The FDA said Aduhelm was approved using the accelerated approval pathway, which can be used for a drug that provides a meaningful therapeutic advantage over existing treatments for a serious disease. Under that pathway, the FDA said it is requiring the drug’s developer, Biogen, to conduct a new randomized, controlled clinical trial to verify the drug’s clinical benefit. If the trial fails to verify clinical benefit, the FDA said it may withdraw approval of the drug. 

Editors Clarification

Two Abbott hematology analyzers (CELL-DYN RUBY and Sapphire) were in the June issue feature on coagulation analyzers; however, neither perform coagulation tests. MLO regrets the error. 

Lung protein elevation may predict COPD

Airway mucus consists of various proteins, such as long mucins MUC5AC and MUC5B, both of which contribute greatly to the proper gel-like consistency of this most essential bodily fluid.

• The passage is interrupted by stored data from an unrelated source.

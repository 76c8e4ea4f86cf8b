//! Upload job configuration

use std::collections::{BTreeMap, BTreeSet};

use once_cell::sync::Lazy;
use regex::Regex;
use schemars::JsonSchema;
use serde::{Deserialize, Serialize};

use crate::choices::{BucketType, Choice, EmailNotificationType, Modality, Platform};
use crate::datetime::AcqDateTime;
use crate::model::CanonicalModel;
use crate::modality::ModalityConfigs;
use crate::violation::{join_path, FieldViolation, ViolationKind};

/// Upper bound on modalities per job
pub const MAX_MODALITIES: usize = 1000;

static SUBJECT_ID: Lazy<Regex> =
    Lazy::new(|| Regex::new(r#"^[^<>:;"/|?\\ _]+$"#).expect("subject id pattern compiles"));

static EMAIL: Lazy<Regex> =
    Lazy::new(|| Regex::new(r"^[^@\s]+@[^@\s]+\.[^@\s]+$").expect("email pattern compiles"));

/// Check an optional email address
pub(crate) fn check_email(email: Option<&str>, path: &str, violations: &mut Vec<FieldViolation>) {
    if let Some(email) = email {
        if !EMAIL.is_match(email) {
            violations.push(FieldViolation::new(
                join_path(path, "user_email"),
                ViolationKind::InvalidValue,
                format!("'{email}' is not a valid email address"),
            ));
        }
    }
}

/// One upload job: a subject's session on a platform, with its modalities
#[derive(Debug, Clone, PartialEq, Serialize, Deserialize, JsonSchema)]
pub struct BasicUploadJobConfigs {
    /// Optional email address to receive job status notifications
    pub user_email: Option<String>,

    /// Types of job statuses to receive email notifications about
    pub email_notification_types: Option<BTreeSet<EmailNotificationType>>,

    /// Name of project
    #[schemars(length(min = 1))]
    pub project_name: String,

    /// (deprecated - set codeocean_configs)
    pub input_data_mount: Option<String>,

    /// (deprecated - set codeocean_configs)
    pub process_capsule_id: Option<String>,

    /// Bucket where data will be uploaded
    #[serde(default)]
    pub s3_bucket: BucketType,

    /// Platform
    pub platform: Platform,

    /// Data collection modalities and their directory location
    #[schemars(length(min = 1, max = 1000))]
    pub modalities: Vec<ModalityConfigs>,

    /// Subject ID
    #[schemars(length(min = 1))]
    pub subject_id: String,

    /// Datetime data was acquired
    pub acq_datetime: AcqDateTime,

    /// Directory of metadata
    pub metadata_dir: Option<String>,

    /// Whether to override metadata from service with metadata in optional metadata directory
    #[serde(default)]
    pub metadata_dir_force: bool,

    /// Force syncing of data folder even if location exists in cloud
    #[serde(default)]
    pub force_cloud_sync: bool,

    /// Computed upload prefix; any submitted value is replaced
    #[serde(default)]
    #[schemars(skip)]
    pub s3_prefix: String,
}

impl BasicUploadJobConfigs {
    /// `{platform}_{subject_id}_{acquisition stamp}`
    #[must_use]
    pub fn compute_s3_prefix(&self) -> String {
        format!(
            "{}_{}_{}",
            self.platform.abbreviation(),
            self.subject_id,
            self.acq_datetime.prefix_stamp()
        )
    }
}

impl CanonicalModel for BasicUploadJobConfigs {
    fn finalize(&mut self, path: &str, violations: &mut Vec<FieldViolation>) {
        check_email(self.user_email.as_deref(), path, violations);

        if self.project_name.trim().is_empty() {
            violations.push(FieldViolation::new(
                join_path(path, "project_name"),
                ViolationKind::InvalidValue,
                "project_name must not be blank",
            ));
        }

        if !SUBJECT_ID.is_match(&self.subject_id) {
            violations.push(FieldViolation::new(
                join_path(path, "subject_id"),
                ViolationKind::InvalidValue,
                format!(
                    "subject_id '{}' must not contain spaces, underscores or any of <>:;\"/|?\\",
                    self.subject_id
                ),
            ));
        }

        let modalities_path = join_path(path, "modalities");
        let mut seen: BTreeMap<Modality, usize> = BTreeMap::new();
        for (index, modality) in self.modalities.iter_mut().enumerate() {
            let entry_path = join_path(&modalities_path, index);
            modality.finalize(&entry_path, violations);
            if let Some(first) = seen.insert(modality.modality, index) {
                violations.push(FieldViolation::new(
                    entry_path,
                    ViolationKind::CrossFieldInvalid,
                    format!(
                        "modality '{}' already configured at modalities[{first}]",
                        modality.modality
                    ),
                ));
            }
        }

        self.s3_prefix = self.compute_s3_prefix();
    }
}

UNC School of Medicine researchers led by mucin expert Mehmet Kesimer, PhD, had previously discovered that the total mucin concentrations in the lungs are associated with COPD disease progression and could be used as diagnostic markers of chronic bronchitis, a hallmark condition for patients with COPD. Kesimer and colleagues now report that one of these mucins, MUC5AC, is more closely and reliably associated with the development of COPD than is its brother, MUC5B.

The research, published in The Lancet Respiratory Medicine, shows that MUC5AC is found at elevated levels in smokers who had not yet developed COPD but whose lung function wound up decreasing over the course of the three-year study. Former smokers at-risk for COPD, on the other hand, had normal levels of MUC5AC at the start of the study and maintained proper lung function over three years. MUC5AC hyper concentration in the lungs may be a key factor in predicting the risks and rates of progression to more severe disease, according to the study.

Recent nationwide efforts have focused on early- or pre-COPD to predict the risks of progression to COPD amongst smokers.

“Currently, we cannot forecast which individuals in the at-risk smokers group will progress to COPD, because we don’t have an objective biological marker to underpin the disease-causing pathways. Our research shows that MUC5AC could be a predictor of who will develop COPD from the large group of aging ‘at-risk’ smokers,” said Kesimer, Professor in the UNC Department of Pathology and Laboratory Medicine, and member of the UNC Marsico Lung Institute. “We think MUC5AC could be a new biomarker for COPD prognosis, and it could be a biomarker for testing the effectiveness of therapeutic strategies.”

MUC5AC could also become a target for pharmaceutical developers whose goal it is to halt COPD disease progression and help patients live more normal, active lives.

Smoking cigarettes has long been known to be a major risk factor for COPD, but Kesimer’s work suggests that quiting smoking decreases the odds of developing COPD as we age.